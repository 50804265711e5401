//! Design Handlers

pub(crate) mod create;
pub(crate) mod delete;
pub(crate) mod download;
pub(crate) mod get;
pub(crate) mod index;
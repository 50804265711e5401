//! Top Projects Handler

use std::sync::Arc;

use salvo::prelude::*;

use crate::{
    extensions::*,
    projects::{errors::into_status_error, index::ProjectsResponse},
    state::State,
};

/// Top Projects Handler
///
/// Returns the featured projects shown on the landing page.
#[endpoint(tags("projects"), summary = "Top Projects")]
pub(crate) async fn handler(depot: &mut Depot) -> Result<Json<ProjectsResponse>, StatusError> {
    let state = depot.obtain_or_500::<Arc<State>>()?;

    let projects = state
        .app
        .projects
        .top_projects()
        .await
        .map_err(into_status_error)?;

    Ok(Json(ProjectsResponse {
        projects: projects.into_iter().map(Into::into).collect(),
    }))
}
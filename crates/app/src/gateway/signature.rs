//! Settlement callback signature verification.
//!
//! The processor signs `"{order_id}|{payment_id}"` with HMAC-SHA256 under the
//! shared key secret and sends the hex digest alongside the callback.

use hmac::{Hmac, Mac};
use sha2::Sha256;

use crate::secrets::SecretString;

type HmacSha256 = Hmac<Sha256>;

/// Compute the expected hex signature for an order/payment pair.
#[must_use]
pub fn sign_payment(secret: &SecretString, order_id: &str, payment_id: &str) -> String {
    let Ok(mut mac) = HmacSha256::new_from_slice(secret.expose().as_bytes()) else {
        return String::new();
    };

    mac.update(order_id.as_bytes());
    mac.update(b"|");
    mac.update(payment_id.as_bytes());

    hex::encode(mac.finalize().into_bytes())
}

/// Verify a supplied hex signature in constant time.
#[must_use]
pub fn verify_payment_signature(
    secret: &SecretString,
    order_id: &str,
    payment_id: &str,
    signature: &str,
) -> bool {
    let Ok(supplied) = hex::decode(signature.trim()) else {
        return false;
    };

    let Ok(mut mac) = HmacSha256::new_from_slice(secret.expose().as_bytes()) else {
        return false;
    };

    mac.update(order_id.as_bytes());
    mac.update(b"|");
    mac.update(payment_id.as_bytes());

    mac.verify_slice(&supplied).is_ok()
}
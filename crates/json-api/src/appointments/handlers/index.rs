//! Appointment Index Handler

use std::sync::Arc;

use salvo::{oapi::ToSchema, prelude::*};
use serde::{Deserialize, Serialize};

use crate::{
    appointments::{create::AppointmentResponse, errors::into_status_error},
    extensions::*,
    state::State,
};

#[derive(Debug, Serialize, Deserialize, ToSchema)]
pub(crate) struct AppointmentsResponse {
    /// Appointments visible to the caller, ordered by date
    pub appointments: Vec<AppointmentResponse>,
}

/// Appointment Index Handler
///
/// Admins see every appointment; everyone else sees their own.
#[endpoint(
    tags("appointments"),
    summary = "List Appointments",
    security(("bearer_auth" = []))
)]
pub(crate) async fn handler(depot: &mut Depot) -> Result<Json<AppointmentsResponse>, StatusError> {
    let state = depot.obtain_or_500::<Arc<State>>()?;
    let user = depot.current_user_or_401()?;

    let appointments = state
        .app
        .appointments
        .list_appointments(user)
        .await
        .map_err(into_status_error)?;

    Ok(Json(AppointmentsResponse {
        appointments: appointments.into_iter().map(Into::into).collect(),
    }))
}

#[cfg(test)]
mod tests {
    use salvo::test::{ResponseExt, TestClient};
    use testresult::TestResult;

    use atelier_app::domain::appointments::{
        AppointmentStatus, AppointmentUuid, MockAppointmentsService,
    };

    use crate::{
        appointments::handlers::tests::make_appointment,
        test_helpers::{TEST_USER_UUID, TestState, authed_service},
    };

    use super::*;

    #[tokio::test]
    async fn returns_the_callers_appointments() -> TestResult {
        let uuid = AppointmentUuid::new();

        let mut appointments = MockAppointmentsService::new();
        appointments
            .expect_list_appointments()
            .once()
            .withf(|user| user.uuid == TEST_USER_UUID)
            .return_once(move |user| {
                Ok(vec![make_appointment(
                    uuid,
                    user.uuid,
                    AppointmentStatus::Confirmed,
                )])
            });

        let response: AppointmentsResponse = TestClient::get("http://example.com/appointments")
            .send(&authed_service(
                TestState {
                    appointments,
                    ..TestState::default()
                },
                Router::with_path("appointments").get(handler),
            ))
            .await
            .take_json()
            .await?;

        assert_eq!(response.appointments.len(), 1);
        assert_eq!(response.appointments[0].status, "confirmed");

        Ok(())
    }
}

_Goal of the exercise_. Copy every line of the material in which the word "filename" occurs.

_Response_.
filename crates/app/src/gateway/signature.rs
filename crates/json-api/src/appointments/handlers/index.rs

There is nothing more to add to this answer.